Doomed flight passed over Greek Airport
19.08.05
The Helios Airways plane that crashed near Athens airport, killing all 121 aboard, flew on autopilot to its Athens destination - but passed thousands of feet above the airport runway, the chief accident investigator said today. Flight ZU522 then turned toward the sea, flying in a holding pattern for more than an hour before changing course again and crashing into a mountain north of Athens.
Chief investigator, Akrivos Tsolakis, said an air traffic control diagram showed the plane had flown on automatic pilot from Cyprus to the Greek Athens Airport. But it was flying at 34,000 feet and turned south into a holding pattern over the island of Kea.
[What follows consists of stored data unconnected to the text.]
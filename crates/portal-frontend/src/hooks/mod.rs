//! Route guard hooks shared by the pages.

pub mod use_admin_required;
pub mod use_login_required;

pub use use_admin_required::use_admin_required;
pub use use_login_required::use_login_required;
'What troubles us is that the automatic pilot was functioning up to a certain point, and then it was disengaged, possibly by human action,' Tsolakis said. He said it was unclear how or why the automatic pilot was disengaged.
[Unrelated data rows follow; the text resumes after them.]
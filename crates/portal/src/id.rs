//! Typed identifiers for the entities the portal backend hands out.
//!
//! The backend generates every id, so the client never mints one. The marker
//! type keeps a member id from being passed where a qualification id is
//! expected.

use serde::{Deserialize, Serialize};
use std::fmt;

/// A type-safe wrapper around a backend-issued string id.
#[derive(Clone, PartialEq, Eq, Hash, PartialOrd, Ord)]
pub struct Id<T> {
    value: String,
    _phantom: std::marker::PhantomData<T>,
}

// Serialize as just the string, matching the backend's JSON
impl<T> Serialize for Id<T> {
    fn serialize<S>(&self, serializer: S) -> Result<S::Ok, S::Error>
    where
        S: serde::Serializer,
    {
        self.value.serialize(serializer)
    }
}

impl<'de, T> Deserialize<'de> for Id<T> {
    fn deserialize<D>(deserializer: D) -> Result<Self, D::Error>
    where
        D: serde::Deserializer<'de>,
    {
        let value = String::deserialize(deserializer)?;
        Ok(Self::from_string(value))
    }
}

impl<T> Id<T> {
    /// Wraps a backend-issued id.
    ///
    /// # Example
    /// ```
    /// use portal::id::MemberId;
    ///
    /// let id = MemberId::from_string("4f1c".to_string());
    /// assert_eq!(id.as_str(), "4f1c");
    /// ```
    pub fn from_string(value: String) -> Self {
        Self {
            value,
            _phantom: std::marker::PhantomData,
        }
    }

    pub fn as_str(&self) -> &str {
        &self.value
    }

    /// The backend uses `""` to mean "no id", e.g. an unassigned supervisor.
    pub fn is_empty(&self) -> bool {
        self.value.is_empty()
    }
}

impl<T> fmt::Debug for Id<T> {
    fn fmt(&self, f: &mut fmt::Formatter<'_>) -> fmt::Result {
        write!(f, "Id({})", self.value)
    }
}

impl<T> fmt::Display for Id<T> {
    fn fmt(&self, f: &mut fmt::Formatter<'_>) -> fmt::Result {
        write!(f, "{}", self.value)
    }
}

impl<T> From<String> for Id<T> {
    fn from(value: String) -> Self {
        Self::from_string(value)
    }
}

impl<T> From<&str> for Id<T> {
    fn from(value: &str) -> Self {
        Self::from_string(value.to_string())
    }
}

impl<T> AsRef<str> for Id<T> {
    fn as_ref(&self) -> &str {
        &self.value
    }
}

// Type markers for the backend's entity kinds
#[derive(Debug, Clone, PartialEq, Eq, Hash, PartialOrd, Ord)]
pub struct MemberMarker;

#[derive(Debug, Clone, PartialEq, Eq, Hash, PartialOrd, Ord)]
pub struct QualificationMarker;

#[derive(Debug, Clone, PartialEq, Eq, Hash, PartialOrd, Ord)]
pub struct RequirementMarker;

#[derive(Debug, Clone, PartialEq, Eq, Hash, PartialOrd, Ord)]
pub struct ReferenceMarker;

pub type MemberId = Id<MemberMarker>;

pub type QualificationId = Id<QualificationMarker>;

pub type RequirementId = Id<RequirementMarker>;

pub type ReferenceId = Id<ReferenceMarker>;

/// Deserializes an optional id where the backend may send `""` for "none".
pub(crate) fn empty_as_none<'de, D, T>(deserializer: D) -> Result<Option<Id<T>>, D::Error>
where
    D: serde::Deserializer<'de>,
{
    let value = Option::<String>::deserialize(deserializer)?;
    Ok(value.filter(|v| !v.is_empty()).map(Id::from_string))
}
Tsolakis' comments were the first official confirmation that the autopilot was disengaged after the plane flew over the Athens airport. They suggest that somebody tried to take control of the plane before it crashed.
A six-member team of coroners are conducting toxicology tests on some of the bodies to determine whether the 115 passengers and 6 crew might have inhaled something - possibly carbon monoxide - that rendered them unconscious. Results of those tests were expected by this week.